● **THE PROBLEM**
Retype the entries. Match them exactly.

● **Stored data entries**

use std::{
    collections::{HashMap, HashSet},
    fmt,
    sync::{Arc, RwLock},
};

use serde_json::{Map, Value};
use shared::domain::{ItemId, Session, ID_FIELD};
use tracing::debug;

use crate::{
    error::{HostError, HostResult},
    lock,
};

/// Shared reference to one session record. Clones point at the same record,
/// so in-place updates are visible to every holder.
#[derive(Clone)]
pub struct SessionHandle(Arc<RwLock<Session>>);

impl SessionHandle {
    pub fn new(session: Session) -> Self {
        Self(Arc::new(RwLock::new(session)))
    }

    pub fn id(&self) -> ItemId {
        lock::read(&self.0).id.clone()
    }

    pub fn snapshot(&self) -> Session {
        lock::read(&self.0).clone()
    }

    pub fn get(&self, name: &str) -> Option<Value> {
        lock::read(&self.0).fields.get(name).cloned()
    }

    /// Sets a field on the record. The identifier cannot be rewritten.
    pub fn set_field(&self, name: impl Into<String>, value: Value) -> bool {
        let name = name.into();
        if name == ID_FIELD {
            return false;
        }
        lock::write(&self.0).fields.insert(name, value);
        true
    }

    pub fn same_record(&self, other: &SessionHandle) -> bool {
        Arc::ptr_eq(&self.0, &other.0)
    }

    fn overwrite(&self, fields: Map<String, Value>) {
        let mut guard = lock::write(&self.0);
        guard.fields = fields;
        guard.fields.remove(ID_FIELD);
    }
}

impl fmt::Debug for SessionHandle {
    fn fmt(&self, f: &mut fmt::Formatter<'_>) -> fmt::Result {
        f.debug_tuple("SessionHandle")
            .field(&*lock::read(&self.0))
            .finish()
    }
}

/// Which fields a reset proposal drops before it is offered to the caller.
#[derive(Debug, Clone, PartialEq, Eq)]
pub enum StripPolicy {
    Fields(Vec<String>),
    AllButId,
}

impl StripPolicy {
    fn apply(&self, session: &mut Session) {
        match self {
            Self::Fields(names) => session
                .fields
                .retain(|name, _| !names.iter().any(|stripped| stripped == name)),
            Self::AllButId => session.fields.clear(),
        }
    }
}

/// The canonical ordered collection of session records.
#[derive(Debug, Default)]
pub struct SessionStore {
    records: Option<Vec<SessionHandle>>,
}

impl SessionStore {
    pub fn new() -> Self {
        Self::default()
    }

    /// Checks the structural shape of a caller-supplied session collection:
    /// an array of objects, each with a string `id`, no id repeated.
    pub fn parse(value: Value) -> HostResult<Vec<Session>> {
        let Value::Array(entries) = value else {
            return Err(HostError::InvalidArgument(
                "sessions must be an array".to_string(),
            ));
        };

        let mut sessions = Vec::with_capacity(entries.len());
        for (index, entry) in entries.into_iter().enumerate() {
            let Value::Object(mut fields) = entry else {
                return Err(HostError::InvalidArgument(format!(
                    "session at index {index} is not an object"
                )));
            };
            let id = match fields.remove(ID_FIELD) {
                Some(Value::String(id)) => ItemId(id),
                Some(_) => {
                    return Err(HostError::InvalidArgument(format!(
                        "session at index {index} has a non-string id"
                    )))
                }
                None => {
                    return Err(HostError::InvalidArgument(format!(
                        "session at index {index} is missing an id"
                    )))
                }
            };
            sessions.push(Session { id, fields });
        }
        ensure_unique_ids(&sessions)?;
        Ok(sessions)
    }

    /// Installs a new collection. Records whose id is already known are
    /// overwritten in place so existing holders keep observing them.
    pub fn assign(&mut self, sessions: Vec<Session>) -> HostResult<()> {
        ensure_unique_ids(&sessions)?;

        let mut previous: HashMap<ItemId, SessionHandle> = self
            .records
            .take()
            .unwrap_or_default()
            .into_iter()
            .map(|handle| (handle.id(), handle))
            .collect();

        let records = sessions
            .into_iter()
            .map(|session| match previous.remove(&session.id) {
                Some(handle) => {
                    handle.overwrite(session.fields);
                    handle
                }
                None => SessionHandle::new(session),
            })
            .collect();
        self.records = Some(records);
        Ok(())
    }

    pub fn get(&self, id: &ItemId) -> Option<SessionHandle> {
        self.records
            .as_ref()?
            .iter()
            .find(|handle| handle.id() == *id)
            .cloned()
    }

    pub fn get_or_create(&mut self, id: &ItemId) -> HostResult<SessionHandle> {
        let records = self
            .records
            .as_mut()
            .ok_or(HostError::NotInitialized("sessions"))?;

        if let Some(existing) = records.iter().find(|handle| handle.id() == *id) {
            return Ok(existing.clone());
        }

        debug!(id = %id, "creating session record");
        let created = SessionHandle::new(Session::new(id.clone()));
        records.push(created.clone());
        Ok(created)
    }

    pub fn handles(&self) -> HostResult<Vec<SessionHandle>> {
        self.records
            .clone()
            .ok_or(HostError::NotInitialized("sessions"))
    }

    pub fn ids(&self) -> HostResult<Vec<ItemId>> {
        Ok(self
            .records
            .as_ref()
            .ok_or(HostError::NotInitialized("sessions"))?
            .iter()
            .map(SessionHandle::id)
            .collect())
    }

    pub fn snapshot(&self) -> HostResult<Vec<Session>> {
        Ok(self
            .records
            .as_ref()
            .ok_or(HostError::NotInitialized("sessions"))?
            .iter()
            .map(SessionHandle::snapshot)
            .collect())
    }

    pub fn len(&self) -> usize {
        self.records.as_ref().map_or(0, Vec::len)
    }

    pub fn is_empty(&self) -> bool {
        self.len() == 0
    }

    /// Deep copy of the collection with the policy's fields removed.
    pub fn proposal(&self, policy: &StripPolicy) -> HostResult<Vec<Session>> {
        let mut sessions = self.snapshot()?;
        for session in &mut sessions {
            policy.apply(session);
        }
        Ok(sessions)
    }

    /// Merges `update` into the records named by `candidates`, in place.
    ///
    /// A record keeps exactly the non-id fields of its update entry; a record
    /// with no update entry keeps only its id. Update entries for ids that are
    /// not candidates are ignored.
    pub fn replace_all(&mut self, candidates: &[Session], update: &[Session]) -> HostResult<()> {
        if self.records.is_none() {
            return Err(HostError::NotInitialized("sessions"));
        }

        let mut by_id: HashMap<&ItemId, &Session> = HashMap::with_capacity(update.len());
        for entry in update {
            by_id.entry(&entry.id).or_insert(entry);
        }

        for candidate in candidates {
            let Some(handle) = self.get(&candidate.id) else {
                debug!(id = %candidate.id, "reset candidate has no session record");
                continue;
            };
            let fields = by_id
                .get(&candidate.id)
                .map(|entry| entry.fields.clone())
                .unwrap_or_default();
            handle.overwrite(fields);
        }
        Ok(())
    }
}

fn ensure_unique_ids(sessions: &[Session]) -> HostResult<()> {
    let mut seen = HashSet::with_capacity(sessions.len());
    for session in sessions {
        if !seen.insert(&session.id) {
            return Err(HostError::InvalidArgument(format!(
                "session id {} appears more than once",
                session.id
            )));
        }
    }
    Ok(())
}

#[cfg(test)]
#[path = "tests/session_store_tests.rs"]
mod tests;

● **ANSWER**
use std::{
    collections::{HashMap, HashSet},
    fmt,
    sync::{Arc, RwLock},
};

use serde_json::{Map, Value};
use shared::domain::{ItemId, Session, ID_FIELD};
use tracing::debug;

use crate::{
    error::{HostError, HostResult},
    lock,
};

/// Shared reference to one session record. Clones point at the same record,
/// so in-place updates are visible to every holder.
#[derive(Clone)]
pub struct SessionHandle(Arc<RwLock<Session>>);

impl SessionHandle {
    pub fn new(session: Session) -> Self {
        Self(Arc::new(RwLock::new(session)))
    }

    pub fn id(&self) -> ItemId {
        lock::read(&self.0).id.clone()
    }

    pub fn snapshot(&self) -> Session {
        lock::read(&self.0).clone()
    }

    pub fn get(&self, name: &str) -> Option<Value> {
        lock::read(&self.0).fields.get(name).cloned()
    }

    /// Sets a field on the record. The identifier cannot be rewritten.
    pub fn set_field(&self, name: impl Into<String>, value: Value) -> bool {
        let name = name.into();
        if name == ID_FIELD {
            return false;
        }
        lock::write(&self.0).fields.insert(name, value);
        true
    }

    pub fn same_record(&self, other: &SessionHandle) -> bool {
        Arc::ptr_eq(&self.0, &other.0)
    }

    fn overwrite(&self, fields: Map<String, Value>) {
        let mut guard = lock::write(&self.0);
        guard.fields = fields;
        guard.fields.remove(ID_FIELD);
    }
}

impl fmt::Debug for SessionHandle {
    fn fmt(&self, f: &mut fmt::Formatter<'_>) -> fmt::Result {
        f.debug_tuple("SessionHandle")
            .field(&*lock::read(&self.0))
            .finish()
    }
}

/// Which fields a reset proposal drops before it is offered to the caller.
#[derive(Debug, Clone, PartialEq, Eq)]
pub enum StripPolicy {
    Fields(Vec<String>),
    AllButId,
}

impl StripPolicy {
    fn apply(&self, session: &mut Session) {
        match self {
            Self::Fields(names) => session
                .fields
                .retain(|name, _| !names.iter().any(|stripped| stripped == name)),
            Self::AllButId => session.fields.clear(),
        }
    }
}

/// The canonical ordered collection of session records.
#[derive(Debug, Default)]
pub struct SessionStore {
    records: Option<Vec<SessionHandle>>,
}

impl SessionStore {
    pub fn new() -> Self {
        Self::default()
    }

    /// Checks the structural shape of a caller-supplied session collection:
    /// an array of objects, each with a string `id`, no id repeated.
    pub fn parse(value: Value) -> HostResult<Vec<Session>> {
        let Value::Array(entries) = value else {
            return Err(HostError::InvalidArgument(
                "sessions must be an array".to_string(),
            ));
        };

        let mut sessions = Vec::with_capacity(entries.len());
        for (index, entry) in entries.into_iter().enumerate() {
            let Value::Object(mut fields) = entry else {
                return Err(HostError::InvalidArgument(format!(
                    "session at index {index} is not an object"
                )));
            };
            let id = match fields.remove(ID_FIELD) {
                Some(Value::String(id)) => ItemId(id),
                Some(_) => {
                    return Err(HostError::InvalidArgument(format!(
                        "session at index {index} has a non-string id"
                    )))
                }
                None => {
                    return Err(HostError::InvalidArgument(format!(
                        "session at index {index} is missing an id"
                    )))
                }
            };
            sessions.push(Session { id, fields });
        }
        ensure_unique_ids(&sessions)?;
        Ok(sessions)
    }

    /// Installs a new collection. Records whose id is already known are
    /// overwritten in place so existing holders keep observing them.
    pub fn assign(&mut self, sessions: Vec<Session>) -> HostResult<()> {
        ensure_unique_ids(&sessions)?;

        let mut previous: HashMap<ItemId, SessionHandle> = self
            .records
            .take()
            .unwrap_or_default()
            .into_iter()
            .map(|handle| (handle.id(), handle))
            .collect();

        let records = sessions
            .into_iter()
            .map(|session| match previous.remove(&session.id) {
                Some(handle) => {
                    handle.overwrite(session.fields);
                    handle
                }
                None => SessionHandle::new(session),
            })
            .collect();
        self.records = Some(records);
        Ok(())
    }

    pub fn get(&self, id: &ItemId) -> Option<SessionHandle> {
        self.records
            .as_ref()?
            .iter()
            .find(|handle| handle.id() == *id)
            .cloned()
    }

    pub fn get_or_create(&mut self, id: &ItemId) -> HostResult<SessionHandle> {
        let records = self
            .records
            .as_mut()
            .ok_or(HostError::NotInitialized("sessions"))?;

        if let Some(existing) = records.iter().find(|handle| handle.id() == *id) {
            return Ok(existing.clone());
        }

        debug!(id = %id, "creating session record");
        let created = SessionHandle::new(Session::new(id.clone()));
        records.push(created.clone());
        Ok(created)
    }

    pub fn handles(&self) -> HostResult<Vec<SessionHandle>> {
        self.records
            .clone()
            .ok_or(HostError::NotInitialized("sessions"))
    }

    pub fn ids(&self) -> HostResult<Vec<ItemId>> {
        Ok(self
            .records
            .as_ref()
            .ok_or(HostError::NotInitialized("sessions"))?
            .iter()
            .map(SessionHandle::id)
            .collect())
    }

    pub fn snapshot(&self) -> HostResult<Vec<Session>> {
        Ok(self
            .records
            .as_ref()
            .ok_or(HostError::NotInitialized("sessions"))?
            .iter()
            .map(SessionHandle::snapshot)
            .collect())
    }

    pub fn len(&self) -> usize {
        self.records.as_ref().map_or(0, Vec::len)
    }

    pub fn is_empty(&self) -> bool {
        self.len() == 0
    }

    /// Deep copy of the collection with the policy's fields removed.
    pub fn proposal(&self, policy: &StripPolicy) -> HostResult<Vec<Session>> {
        let mut sessions = self.snapshot()?;
        for session in &mut sessions {
            policy.apply(session);
        }
        Ok(sessions)
    }

    /// Merges `update` into the records named by `candidates`, in place.
    ///
    /// A record keeps exactly the non-id fields of its update entry; a record
    /// with no update entry keeps only its id. Update entries for ids that are
    /// not candidates are ignored.
    pub fn replace_all(&mut self, candidates: &[Session], update: &[Session]) -> HostResult<()> {
        if self.records.is_none() {
            return Err(HostError::NotInitialized("sessions"));
        }

        let mut by_id: HashMap<&ItemId, &Session> = HashMap::with_capacity(update.len());
        for entry in update {
            by_id.entry(&entry.id).or_insert(entry);
        }

        for candidate in candidates {
            let Some(handle) = self.get(&candidate.id) else {
                debug!(id = %candidate.id, "reset candidate has no session record");
                continue;
            };
            let fields = by_id
                .get(&candidate.id)
                .map(|entry| entry.fields.clone())
                .unwrap_or_default();
            handle.overwrite(fields);
        }
        Ok(())
    }
}

fn ensure_unique_ids(sessions: &[Session]) -> HostResult<()> {
    let mut seen = HashSet::with_capacity(sessions.len());
    for session in sessions {
        if !seen.insert(&session.id) {
            return Err(HostError::InvalidArgument(format!(
                "session id {} appears more than once",
                session.id
            )));
        }
    }
    Ok(())
}

#[cfg(test)]
#[path = "tests/session_store_tests.rs"]
mod tests;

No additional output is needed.